As of Tuesday, October 16, 2018
To the editor:
Thank you for the story published in the Chronicle on Oct. 6 about our Veterans who served in World War I. It meant a lot to our family, as we had two great-uncles who served as part of the AEF (American Expeditionary Force) in France.
However, let us be accurate in our reporting: the Central Powers whom we fought against consisted of Imperial Germany, Austria/Hungary Empire and the Ottoman Empire. The Entente powers consisted of England, France, Imperial Russia (not the Soviet Union), Australia, New Zealand, Canada, India, Italy and Japan (Japan was on our side to gain territory by occupying German holdings in the far east.) The U.S. was neutral until it joined the Entente powers in 1917.
The Soviet Union did not come about until after 1920. Czar Nicholas II abdicated in early 1917, and in early 1918 the Bolsheviks revolted and sued for peace with Germany.

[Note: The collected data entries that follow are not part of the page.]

//! Sibling reconciliation.
//!
//! # Rule
//!
//! For each slot explicitly bound by at least one child overlay:
//!
//! 1. Collect the contributions of the touching children in child order. A
//!    child whose own binding is already a conflict contributes each of its
//!    possibilities (and its "not known" candidate, if any).
//! 2. Deduplicate concrete values by first occurrence. Positions ride along
//!    with the first occurrence and never take part in equality.
//! 3. In lenient mode (`or_none`), "not known" carries no information and
//!    drops out of the agreement check. Otherwise it is one more candidate.
//! 4. No candidate, or "not known" alone: the slot merges to unknown. One
//!    concrete value alone: agreed. Anything more: a conflict.
//!
//! The result depends only on the children, their order, and `or_none`.

use std::collections::BTreeSet;

use forkstate_types::{MergeConflict, Overlay, Position, Resolution, SlotId};
use tracing::debug;

use crate::report::{MergeReport, SlotMerge};

/// Reconcile sibling overlays.
///
/// `children` are the overlays of states that branched from a common
/// target. The returned report covers every slot touched by any child;
/// apply it to the target with [`MergeReport::apply_to`]. The engine never
/// fails: disagreement is encoded as [`SlotMerge::Conflicted`] and left for
/// whoever reads the slot later.
pub fn merge_overlays<V>(children: &[&Overlay<V>], or_none: bool) -> MergeReport<V>
where
    V: Clone + PartialEq,
{
    let touched: BTreeSet<SlotId> = children.iter().flat_map(|child| child.slots()).collect();

    let mut report = MergeReport::new(children.len(), or_none);
    for slot in touched {
        let outcome = merge_slot(children, slot, or_none);
        if let SlotMerge::Conflicted { conflict } = &outcome {
            debug!(
                slot = %slot,
                candidates = conflict.len(),
                includes_unknown = conflict.includes_unknown,
                "merge recorded conflict"
            );
        }
        report.record(slot, outcome);
    }

    debug!(
        children = children.len(),
        or_none,
        touched = report.len(),
        conflicts = report.conflicts().count(),
        "merged sibling overlays"
    );
    report
}

/// Distinct contributions for one slot, in supply order.
struct Candidates<V> {
    values: Vec<V>,
    positions: Vec<Option<Position>>,
    saw_unknown: bool,
    unknown_position: Option<Position>,
}

impl<V: Clone + PartialEq> Candidates<V> {
    fn new() -> Self {
        Self {
            values: Vec::new(),
            positions: Vec::new(),
            saw_unknown: false,
            unknown_position: None,
        }
    }

    fn offer_value(&mut self, value: &V, position: Option<&Position>) {
        if !self.values.contains(value) {
            self.values.push(value.clone());
            self.positions.push(position.cloned());
        }
    }

    fn offer_unknown(&mut self, position: Option<&Position>) {
        if !self.saw_unknown {
            self.saw_unknown = true;
            self.unknown_position = position.cloned();
        }
    }

    fn offer(&mut self, resolution: &Resolution<V>, position: Option<&Position>) {
        match resolution {
            Resolution::Unknown => self.offer_unknown(position),
            Resolution::Value(v) => self.offer_value(v, position),
            Resolution::Conflict(conflict) => {
                for (i, v) in conflict.possibilities.iter().enumerate() {
                    let inner = conflict.positions.get(i).and_then(Option::as_ref);
                    self.offer_value(v, inner);
                }
                if conflict.includes_unknown {
                    self.offer_unknown(None);
                }
            }
        }
    }

    fn decide(mut self, or_none: bool) -> SlotMerge<V> {
        let unknown_candidate = self.saw_unknown && !or_none;
        match (self.values.len(), unknown_candidate) {
            (0, _) => SlotMerge::Unknown {
                position: self.unknown_position,
            },
            (1, false) => SlotMerge::Agreed {
                value: self.values.remove(0),
                position: self.positions.remove(0),
            },
            _ => SlotMerge::Conflicted {
                conflict: MergeConflict::new(self.values, self.positions, unknown_candidate),
            },
        }
    }
}

fn merge_slot<V>(children: &[&Overlay<V>], slot: SlotId, or_none: bool) -> SlotMerge<V>
where
    V: Clone + PartialEq,
{
    let mut candidates = Candidates::new();
    for binding in children.iter().filter_map(|child| child.get(slot)) {
        candidates.offer(&binding.value, binding.position.as_ref());
    }
    candidates.decide(or_none)
}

After a civil war between the imperial forces and the Bolsheviks the army consolidated the country and formed the Communist Party and the Soviet Union in 1920.

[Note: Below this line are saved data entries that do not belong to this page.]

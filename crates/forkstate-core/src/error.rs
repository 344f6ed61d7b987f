//! Error types for branch tree operations.

use forkstate_types::{MergeConflict, RootId, SlotId, StateId};
use serde_json::Value;
use thiserror::Error;

/// Errors raised by roots, scopes, and slots.
///
/// Every variant is raised at the offending call and is recoverable by the
/// caller. The merge engine itself never produces `ValueAmbiguous`; it
/// records a conflict and the error appears only when the slot is read.
#[derive(Debug, Error)]
pub enum ForkError<V = Value> {
    /// No binding for the slot was found anywhere in the overlay chain, or
    /// the binding found was an explicit "not known".
    #[error("value of {slot} is not known")]
    ValueNotKnown { slot: SlotId },

    /// The slot resolved to an unresolved merge conflict.
    #[error("value of {slot} is ambiguous between {} candidates", .conflict.len())]
    ValueAmbiguous {
        slot: SlotId,
        conflict: MergeConflict<V>,
    },

    /// A write was attempted after the slot's root froze it.
    #[error("cannot write {slot}: it was frozen when its root was torn down")]
    FinalizedWrite { slot: SlotId },

    /// The operation needs an open scope (or a live root) and there is none.
    #[error("no active scope")]
    NoActiveScope,

    /// Opening another scope would exceed the configured nesting limit.
    #[error("scope depth limit of {limit} reached")]
    ScopeDepthExceeded { limit: usize },

    /// A state detached from one root was handed to another root's merge.
    #[error("{state} belongs to {found}, not {expected}")]
    ForeignState {
        state: StateId,
        expected: RootId,
        found: RootId,
    },

    #[error("lock poisoned: {0}")]
    LockPoisoned(String),
}

impl<V> ForkError<V> {
    /// The slot the error is about, when there is one.
    pub fn slot(&self) -> Option<SlotId> {
        match self {
            Self::ValueNotKnown { slot }
            | Self::ValueAmbiguous { slot, .. }
            | Self::FinalizedWrite { slot } => Some(*slot),
            _ => None,
        }
    }

    /// The recorded conflict of a `ValueAmbiguous` error.
    pub fn conflict(&self) -> Option<&MergeConflict<V>> {
        match self {
            Self::ValueAmbiguous { conflict, .. } => Some(conflict),
            _ => None,
        }
    }

    /// Returns `true` for the two read failures: not known and ambiguous.
    pub fn is_unresolved(&self) -> bool {
        matches!(self, Self::ValueNotKnown { .. } | Self::ValueAmbiguous { .. })
    }
}

/// Convenience type alias for branch tree operations.
pub type ForkResult<T, V = Value> = std::result::Result<T, ForkError<V>>;

/// Errors produced while loading a [`RootConfig`](crate::RootConfig).
#[derive(Debug, Error)]
pub enum ConfigError {
    #[error("io error: {0}")]
    Io(#[from] std::io::Error),

    #[error("invalid config: {0}")]
    Parse(#[from] toml::de::Error),

    #[error("invalid config: {0}")]
    Invalid(String),
}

In addition to combat losses during the war, the United States also lost troops in northern Russia and Siberia until 1919 and 1920. As stated, we did not sign the Peace Treaty of Versailles, but did sign a separate treaty in 1921 after our troops left Russian territories. Because of the Treaty of Versailles, the foundations for the causes of World War II, 20 years later, were created.